Select all lines in the records that include "PartialEq".
====== Entries provided ======
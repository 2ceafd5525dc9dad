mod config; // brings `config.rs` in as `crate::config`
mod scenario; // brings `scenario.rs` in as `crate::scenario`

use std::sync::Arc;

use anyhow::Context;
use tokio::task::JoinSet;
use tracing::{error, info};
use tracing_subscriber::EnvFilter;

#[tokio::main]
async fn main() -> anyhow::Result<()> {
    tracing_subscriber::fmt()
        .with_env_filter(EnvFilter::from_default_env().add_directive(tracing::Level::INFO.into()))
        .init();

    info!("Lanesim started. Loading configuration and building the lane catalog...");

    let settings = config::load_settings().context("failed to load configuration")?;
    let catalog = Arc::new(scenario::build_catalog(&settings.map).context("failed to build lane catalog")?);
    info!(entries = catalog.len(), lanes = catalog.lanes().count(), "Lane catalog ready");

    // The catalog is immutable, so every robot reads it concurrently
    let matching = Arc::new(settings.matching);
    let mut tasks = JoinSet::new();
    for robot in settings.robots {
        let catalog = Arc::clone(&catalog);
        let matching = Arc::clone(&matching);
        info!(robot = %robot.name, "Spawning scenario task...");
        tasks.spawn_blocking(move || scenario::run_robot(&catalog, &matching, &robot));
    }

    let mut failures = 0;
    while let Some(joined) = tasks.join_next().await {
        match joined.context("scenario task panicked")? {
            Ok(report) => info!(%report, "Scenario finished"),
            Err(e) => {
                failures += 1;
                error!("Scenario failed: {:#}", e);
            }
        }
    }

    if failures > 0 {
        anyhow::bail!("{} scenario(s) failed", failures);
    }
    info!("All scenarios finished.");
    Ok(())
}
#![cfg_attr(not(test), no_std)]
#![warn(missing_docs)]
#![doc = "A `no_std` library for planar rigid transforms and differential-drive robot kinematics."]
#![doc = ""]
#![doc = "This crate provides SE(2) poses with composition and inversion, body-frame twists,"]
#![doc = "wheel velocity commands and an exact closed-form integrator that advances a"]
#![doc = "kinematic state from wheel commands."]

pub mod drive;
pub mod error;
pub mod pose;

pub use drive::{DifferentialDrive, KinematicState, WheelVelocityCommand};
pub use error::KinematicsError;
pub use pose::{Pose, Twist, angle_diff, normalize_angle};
======
====== Entries provided ======
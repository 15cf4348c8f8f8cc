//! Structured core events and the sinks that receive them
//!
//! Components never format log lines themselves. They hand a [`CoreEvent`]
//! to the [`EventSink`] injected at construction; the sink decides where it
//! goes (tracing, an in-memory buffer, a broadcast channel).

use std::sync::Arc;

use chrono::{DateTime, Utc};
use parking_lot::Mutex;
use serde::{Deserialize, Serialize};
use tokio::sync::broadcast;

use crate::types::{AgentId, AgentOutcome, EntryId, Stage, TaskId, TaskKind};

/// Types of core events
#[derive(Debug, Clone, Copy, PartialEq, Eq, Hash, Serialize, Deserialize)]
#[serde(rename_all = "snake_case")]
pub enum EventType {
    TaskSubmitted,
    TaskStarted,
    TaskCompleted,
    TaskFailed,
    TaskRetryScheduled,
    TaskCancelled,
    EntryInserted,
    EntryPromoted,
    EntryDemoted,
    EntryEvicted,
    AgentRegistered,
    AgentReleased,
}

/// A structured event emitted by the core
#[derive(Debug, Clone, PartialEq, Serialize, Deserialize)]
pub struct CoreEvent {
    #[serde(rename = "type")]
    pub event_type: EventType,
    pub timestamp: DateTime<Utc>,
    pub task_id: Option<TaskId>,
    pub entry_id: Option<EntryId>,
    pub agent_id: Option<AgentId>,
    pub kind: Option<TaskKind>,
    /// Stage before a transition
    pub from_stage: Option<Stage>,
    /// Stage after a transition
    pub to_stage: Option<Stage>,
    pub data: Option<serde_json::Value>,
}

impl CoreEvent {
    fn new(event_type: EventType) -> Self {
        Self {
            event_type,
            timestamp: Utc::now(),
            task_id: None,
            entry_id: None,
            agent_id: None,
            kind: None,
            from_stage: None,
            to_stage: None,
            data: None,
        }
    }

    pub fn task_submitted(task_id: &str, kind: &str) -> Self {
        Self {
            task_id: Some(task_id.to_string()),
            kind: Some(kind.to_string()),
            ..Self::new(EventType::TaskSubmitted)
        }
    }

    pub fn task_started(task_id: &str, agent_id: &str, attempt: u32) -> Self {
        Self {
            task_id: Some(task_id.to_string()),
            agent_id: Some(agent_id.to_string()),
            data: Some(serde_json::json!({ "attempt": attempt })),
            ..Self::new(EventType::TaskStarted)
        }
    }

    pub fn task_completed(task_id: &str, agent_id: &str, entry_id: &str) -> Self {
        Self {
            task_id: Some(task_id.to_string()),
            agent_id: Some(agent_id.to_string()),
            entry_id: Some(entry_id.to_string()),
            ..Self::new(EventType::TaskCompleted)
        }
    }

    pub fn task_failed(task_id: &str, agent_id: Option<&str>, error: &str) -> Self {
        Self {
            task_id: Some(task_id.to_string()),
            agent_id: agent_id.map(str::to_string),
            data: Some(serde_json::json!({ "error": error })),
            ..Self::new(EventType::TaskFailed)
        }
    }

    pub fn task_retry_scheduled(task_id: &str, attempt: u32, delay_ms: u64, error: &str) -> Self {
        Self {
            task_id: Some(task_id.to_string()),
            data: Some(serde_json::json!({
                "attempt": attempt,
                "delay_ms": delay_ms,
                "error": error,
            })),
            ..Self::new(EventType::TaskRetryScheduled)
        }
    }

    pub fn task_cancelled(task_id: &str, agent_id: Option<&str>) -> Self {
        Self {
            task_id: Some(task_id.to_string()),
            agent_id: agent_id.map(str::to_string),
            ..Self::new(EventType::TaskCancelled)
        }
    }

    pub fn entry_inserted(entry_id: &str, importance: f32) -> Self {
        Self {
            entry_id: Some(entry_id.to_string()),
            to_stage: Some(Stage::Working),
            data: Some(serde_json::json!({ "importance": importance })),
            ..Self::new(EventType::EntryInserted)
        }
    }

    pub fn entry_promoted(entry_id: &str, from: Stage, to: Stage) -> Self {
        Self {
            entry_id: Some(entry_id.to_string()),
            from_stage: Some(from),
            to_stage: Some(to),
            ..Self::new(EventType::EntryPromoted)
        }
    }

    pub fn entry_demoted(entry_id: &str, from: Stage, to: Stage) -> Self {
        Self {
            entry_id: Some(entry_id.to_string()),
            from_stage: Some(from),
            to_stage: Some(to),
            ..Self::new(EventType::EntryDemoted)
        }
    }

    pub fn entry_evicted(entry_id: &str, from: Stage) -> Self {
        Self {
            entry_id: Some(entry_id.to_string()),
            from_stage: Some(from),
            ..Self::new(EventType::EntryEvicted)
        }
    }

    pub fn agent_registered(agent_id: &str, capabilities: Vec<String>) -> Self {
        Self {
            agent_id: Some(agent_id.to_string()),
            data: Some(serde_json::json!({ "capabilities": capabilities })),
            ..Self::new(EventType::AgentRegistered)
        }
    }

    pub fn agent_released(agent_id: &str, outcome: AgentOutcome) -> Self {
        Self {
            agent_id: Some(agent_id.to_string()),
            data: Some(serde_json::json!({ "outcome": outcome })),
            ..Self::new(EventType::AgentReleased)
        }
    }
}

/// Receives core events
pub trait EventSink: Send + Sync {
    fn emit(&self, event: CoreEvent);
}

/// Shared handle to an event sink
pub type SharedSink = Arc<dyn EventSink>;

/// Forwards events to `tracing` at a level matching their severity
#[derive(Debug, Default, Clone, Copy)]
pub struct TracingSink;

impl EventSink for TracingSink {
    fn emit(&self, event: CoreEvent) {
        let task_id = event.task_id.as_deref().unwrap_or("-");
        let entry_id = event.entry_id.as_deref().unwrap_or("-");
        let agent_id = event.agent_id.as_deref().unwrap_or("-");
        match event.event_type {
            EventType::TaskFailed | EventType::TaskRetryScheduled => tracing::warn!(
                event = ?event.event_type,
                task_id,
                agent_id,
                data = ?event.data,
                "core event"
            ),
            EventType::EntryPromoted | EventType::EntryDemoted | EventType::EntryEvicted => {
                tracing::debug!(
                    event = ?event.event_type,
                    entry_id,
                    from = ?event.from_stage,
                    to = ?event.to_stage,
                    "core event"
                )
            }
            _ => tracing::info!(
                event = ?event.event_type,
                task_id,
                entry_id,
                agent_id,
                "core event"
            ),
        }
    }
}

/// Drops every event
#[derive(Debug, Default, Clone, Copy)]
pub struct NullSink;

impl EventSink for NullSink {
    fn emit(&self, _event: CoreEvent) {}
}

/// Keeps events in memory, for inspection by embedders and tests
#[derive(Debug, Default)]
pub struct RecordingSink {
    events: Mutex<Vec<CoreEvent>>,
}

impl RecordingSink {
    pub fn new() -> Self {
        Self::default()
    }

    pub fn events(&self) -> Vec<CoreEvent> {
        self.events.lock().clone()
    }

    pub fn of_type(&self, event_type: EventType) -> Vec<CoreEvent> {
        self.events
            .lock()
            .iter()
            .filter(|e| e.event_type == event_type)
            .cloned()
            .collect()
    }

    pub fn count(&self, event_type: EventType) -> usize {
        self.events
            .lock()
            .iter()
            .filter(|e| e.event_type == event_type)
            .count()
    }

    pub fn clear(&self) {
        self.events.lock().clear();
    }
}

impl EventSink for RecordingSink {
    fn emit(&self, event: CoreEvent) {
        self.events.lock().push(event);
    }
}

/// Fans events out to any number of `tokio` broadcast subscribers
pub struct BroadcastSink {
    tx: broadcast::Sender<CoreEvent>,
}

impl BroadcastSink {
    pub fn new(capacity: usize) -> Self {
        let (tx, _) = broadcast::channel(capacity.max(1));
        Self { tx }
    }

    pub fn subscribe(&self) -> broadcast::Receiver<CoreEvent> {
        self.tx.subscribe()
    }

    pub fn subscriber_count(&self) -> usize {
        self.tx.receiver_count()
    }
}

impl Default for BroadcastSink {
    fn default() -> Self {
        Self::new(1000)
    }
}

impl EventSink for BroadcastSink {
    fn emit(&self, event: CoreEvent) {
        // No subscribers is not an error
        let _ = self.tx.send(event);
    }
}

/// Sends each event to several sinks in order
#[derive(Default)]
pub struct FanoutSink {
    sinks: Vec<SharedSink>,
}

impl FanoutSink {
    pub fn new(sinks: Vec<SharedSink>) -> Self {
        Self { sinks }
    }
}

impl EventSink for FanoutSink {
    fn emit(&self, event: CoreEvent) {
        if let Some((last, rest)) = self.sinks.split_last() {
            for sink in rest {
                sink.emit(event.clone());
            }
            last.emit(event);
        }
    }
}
======
====== Entries provided ======
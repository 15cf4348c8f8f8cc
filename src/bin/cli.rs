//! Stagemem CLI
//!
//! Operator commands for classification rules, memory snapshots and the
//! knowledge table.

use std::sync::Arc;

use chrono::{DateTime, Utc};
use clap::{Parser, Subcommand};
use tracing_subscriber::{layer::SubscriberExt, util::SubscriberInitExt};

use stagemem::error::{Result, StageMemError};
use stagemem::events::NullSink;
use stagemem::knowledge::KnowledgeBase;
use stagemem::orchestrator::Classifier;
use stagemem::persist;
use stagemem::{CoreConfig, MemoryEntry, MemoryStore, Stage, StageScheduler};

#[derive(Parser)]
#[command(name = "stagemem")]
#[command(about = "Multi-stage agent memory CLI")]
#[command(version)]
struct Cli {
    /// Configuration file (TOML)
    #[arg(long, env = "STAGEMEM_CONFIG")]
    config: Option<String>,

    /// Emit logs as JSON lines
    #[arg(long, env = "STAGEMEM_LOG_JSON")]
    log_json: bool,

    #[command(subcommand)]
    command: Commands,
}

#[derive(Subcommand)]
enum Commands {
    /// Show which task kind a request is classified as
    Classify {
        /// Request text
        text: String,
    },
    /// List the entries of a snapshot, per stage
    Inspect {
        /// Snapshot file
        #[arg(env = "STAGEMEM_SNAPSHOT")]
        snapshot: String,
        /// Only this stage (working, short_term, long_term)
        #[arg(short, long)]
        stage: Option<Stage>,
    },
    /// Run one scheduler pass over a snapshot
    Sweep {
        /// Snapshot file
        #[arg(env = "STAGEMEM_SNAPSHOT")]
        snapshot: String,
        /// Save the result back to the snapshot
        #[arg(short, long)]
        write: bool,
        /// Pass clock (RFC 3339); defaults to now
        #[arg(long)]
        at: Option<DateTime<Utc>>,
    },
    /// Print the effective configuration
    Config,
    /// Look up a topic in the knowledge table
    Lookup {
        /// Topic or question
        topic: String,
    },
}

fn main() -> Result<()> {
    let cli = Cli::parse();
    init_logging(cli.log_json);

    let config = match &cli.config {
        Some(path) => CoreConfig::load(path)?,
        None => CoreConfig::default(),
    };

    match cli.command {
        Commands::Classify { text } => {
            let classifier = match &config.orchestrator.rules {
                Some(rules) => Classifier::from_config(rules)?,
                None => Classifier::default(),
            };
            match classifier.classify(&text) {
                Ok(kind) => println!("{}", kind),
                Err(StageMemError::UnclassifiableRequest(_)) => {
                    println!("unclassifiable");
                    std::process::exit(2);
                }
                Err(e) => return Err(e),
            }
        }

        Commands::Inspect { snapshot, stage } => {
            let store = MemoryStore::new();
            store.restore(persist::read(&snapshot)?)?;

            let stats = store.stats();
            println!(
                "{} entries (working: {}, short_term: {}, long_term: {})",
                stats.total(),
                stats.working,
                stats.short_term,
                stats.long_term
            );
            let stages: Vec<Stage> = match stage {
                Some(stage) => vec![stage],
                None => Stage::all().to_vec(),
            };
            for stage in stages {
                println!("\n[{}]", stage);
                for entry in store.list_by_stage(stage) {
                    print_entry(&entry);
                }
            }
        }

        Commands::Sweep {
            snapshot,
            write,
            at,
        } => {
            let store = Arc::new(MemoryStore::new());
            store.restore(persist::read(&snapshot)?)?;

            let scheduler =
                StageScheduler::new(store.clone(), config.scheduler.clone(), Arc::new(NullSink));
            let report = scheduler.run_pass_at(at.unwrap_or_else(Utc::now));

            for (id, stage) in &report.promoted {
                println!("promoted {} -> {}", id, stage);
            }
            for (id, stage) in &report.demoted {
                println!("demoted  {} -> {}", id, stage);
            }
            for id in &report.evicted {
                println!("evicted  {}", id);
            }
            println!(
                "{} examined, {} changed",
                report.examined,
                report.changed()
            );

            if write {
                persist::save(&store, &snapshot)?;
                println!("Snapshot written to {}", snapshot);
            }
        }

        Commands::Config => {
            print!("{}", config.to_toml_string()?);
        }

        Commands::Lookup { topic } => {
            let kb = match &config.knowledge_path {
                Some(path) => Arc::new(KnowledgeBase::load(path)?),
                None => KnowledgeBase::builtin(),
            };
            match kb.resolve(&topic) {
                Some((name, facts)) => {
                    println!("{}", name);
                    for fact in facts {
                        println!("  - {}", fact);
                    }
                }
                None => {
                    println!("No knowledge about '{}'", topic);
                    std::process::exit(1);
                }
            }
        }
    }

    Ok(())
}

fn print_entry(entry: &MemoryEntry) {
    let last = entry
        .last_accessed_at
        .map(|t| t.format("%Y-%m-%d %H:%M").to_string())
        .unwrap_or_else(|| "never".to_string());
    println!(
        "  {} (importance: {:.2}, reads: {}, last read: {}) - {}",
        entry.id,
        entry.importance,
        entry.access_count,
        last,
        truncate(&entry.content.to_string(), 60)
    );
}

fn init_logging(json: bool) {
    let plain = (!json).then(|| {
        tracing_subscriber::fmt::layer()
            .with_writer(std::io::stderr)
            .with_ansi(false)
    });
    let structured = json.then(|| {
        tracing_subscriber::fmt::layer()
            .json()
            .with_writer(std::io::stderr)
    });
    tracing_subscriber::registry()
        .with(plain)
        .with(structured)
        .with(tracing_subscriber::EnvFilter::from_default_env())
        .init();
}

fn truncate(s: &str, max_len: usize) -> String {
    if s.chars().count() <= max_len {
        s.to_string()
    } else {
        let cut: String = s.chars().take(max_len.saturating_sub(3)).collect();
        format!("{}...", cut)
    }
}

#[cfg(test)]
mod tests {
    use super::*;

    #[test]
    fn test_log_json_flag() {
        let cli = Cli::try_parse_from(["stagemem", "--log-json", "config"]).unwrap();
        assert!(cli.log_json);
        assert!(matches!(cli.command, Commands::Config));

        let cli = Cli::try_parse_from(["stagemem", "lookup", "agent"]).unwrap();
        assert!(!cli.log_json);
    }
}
======
Answer:
#[derive(Debug, Clone, Copy, PartialEq, Eq, Hash, Serialize, Deserialize)]
#[derive(Debug, Clone, PartialEq, Serialize, Deserialize)]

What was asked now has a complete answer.